** Material to process follows **

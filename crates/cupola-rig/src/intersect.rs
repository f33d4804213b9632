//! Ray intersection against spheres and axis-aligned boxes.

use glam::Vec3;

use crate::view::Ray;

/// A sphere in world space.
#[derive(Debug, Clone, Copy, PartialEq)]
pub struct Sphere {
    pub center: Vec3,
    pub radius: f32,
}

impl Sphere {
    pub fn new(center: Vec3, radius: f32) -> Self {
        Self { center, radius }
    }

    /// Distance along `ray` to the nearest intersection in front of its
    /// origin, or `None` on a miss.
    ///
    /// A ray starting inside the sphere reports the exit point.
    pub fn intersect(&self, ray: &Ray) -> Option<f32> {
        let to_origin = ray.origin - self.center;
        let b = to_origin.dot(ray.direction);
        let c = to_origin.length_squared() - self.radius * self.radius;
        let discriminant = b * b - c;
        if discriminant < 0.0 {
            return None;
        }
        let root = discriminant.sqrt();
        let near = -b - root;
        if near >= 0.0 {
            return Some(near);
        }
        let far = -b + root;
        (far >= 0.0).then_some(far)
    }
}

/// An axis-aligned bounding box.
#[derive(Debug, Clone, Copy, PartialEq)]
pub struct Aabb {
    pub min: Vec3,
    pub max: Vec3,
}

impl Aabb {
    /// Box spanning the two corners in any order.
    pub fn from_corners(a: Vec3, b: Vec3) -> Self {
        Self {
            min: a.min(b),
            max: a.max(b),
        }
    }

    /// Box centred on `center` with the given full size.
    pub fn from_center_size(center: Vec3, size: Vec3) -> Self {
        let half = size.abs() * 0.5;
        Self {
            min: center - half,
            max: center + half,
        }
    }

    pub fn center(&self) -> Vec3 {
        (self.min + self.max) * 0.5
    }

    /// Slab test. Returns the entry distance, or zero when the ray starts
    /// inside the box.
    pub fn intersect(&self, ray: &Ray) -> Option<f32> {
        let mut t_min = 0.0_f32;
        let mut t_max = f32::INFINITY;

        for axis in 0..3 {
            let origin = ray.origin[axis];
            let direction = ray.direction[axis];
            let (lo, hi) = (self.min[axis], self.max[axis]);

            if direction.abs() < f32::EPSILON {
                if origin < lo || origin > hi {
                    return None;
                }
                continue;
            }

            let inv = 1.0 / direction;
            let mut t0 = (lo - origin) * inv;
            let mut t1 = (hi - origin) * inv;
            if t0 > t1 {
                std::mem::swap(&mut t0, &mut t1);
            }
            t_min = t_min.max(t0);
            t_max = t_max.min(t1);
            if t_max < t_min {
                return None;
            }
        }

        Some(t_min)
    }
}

** End of Material to process **

* **Exercise prompt**: Each entry should be retyped exactly as given.

* **Result**:
filename crates/cupola-rig/src/intersect.rs
repository f33d4804213b9632
//! Ray intersection against spheres and axis-aligned boxes.

use glam::Vec3;

use crate::view::Ray;

/// A sphere in world space.
#[derive(Debug, Clone, Copy, PartialEq)]
pub struct Sphere {
    pub center: Vec3,
    pub radius: f32,
}

impl Sphere {
    pub fn new(center: Vec3, radius: f32) -> Self {
        Self { center, radius }
    }

    /// Distance along `ray` to the nearest intersection in front of its
    /// origin, or `None` on a miss.
    ///
    /// A ray starting inside the sphere reports the exit point.
    pub fn intersect(&self, ray: &Ray) -> Option<f32> {
        let to_origin = ray.origin - self.center;
        let b = to_origin.dot(ray.direction);
        let c = to_origin.length_squared() - self.radius * self.radius;
        let discriminant = b * b - c;
        if discriminant < 0.0 {
            return None;
        }
        let root = discriminant.sqrt();
        let near = -b - root;
        if near >= 0.0 {
            return Some(near);
        }
        let far = -b + root;
        (far >= 0.0).then_some(far)
    }
}

/// An axis-aligned bounding box.
#[derive(Debug, Clone, Copy, PartialEq)]
pub struct Aabb {
    pub min: Vec3,
    pub max: Vec3,
}

impl Aabb {
    /// Box spanning the two corners in any order.
    pub fn from_corners(a: Vec3, b: Vec3) -> Self {
        Self {
            min: a.min(b),
            max: a.max(b),
        }
    }

    /// Box centred on `center` with the given full size.
    pub fn from_center_size(center: Vec3, size: Vec3) -> Self {
        let half = size.abs() * 0.5;
        Self {
            min: center - half,
            max: center + half,
        }
    }

    pub fn center(&self) -> Vec3 {
        (self.min + self.max) * 0.5
    }

    /// Slab test. Returns the entry distance, or zero when the ray starts
    /// inside the box.
    pub fn intersect(&self, ray: &Ray) -> Option<f32> {
        let mut t_min = 0.0_f32;
        let mut t_max = f32::INFINITY;

        for axis in 0..3 {
            let origin = ray.origin[axis];
            let direction = ray.direction[axis];
            let (lo, hi) = (self.min[axis], self.max[axis]);

            if direction.abs() < f32::EPSILON {
                if origin < lo || origin > hi {
                    return None;
                }
                continue;
            }

            let inv = 1.0 / direction;
            let mut t0 = (lo - origin) * inv;
            let mut t1 = (hi - origin) * inv;
            if t0 > t1 {
                std::mem::swap(&mut t0, &mut t1);
            }
            t_min = t_min.max(t0);
            t_max = t_max.min(t1);
            if t_max < t_min {
                return None;
            }
        }

        Some(t_min)
    }
}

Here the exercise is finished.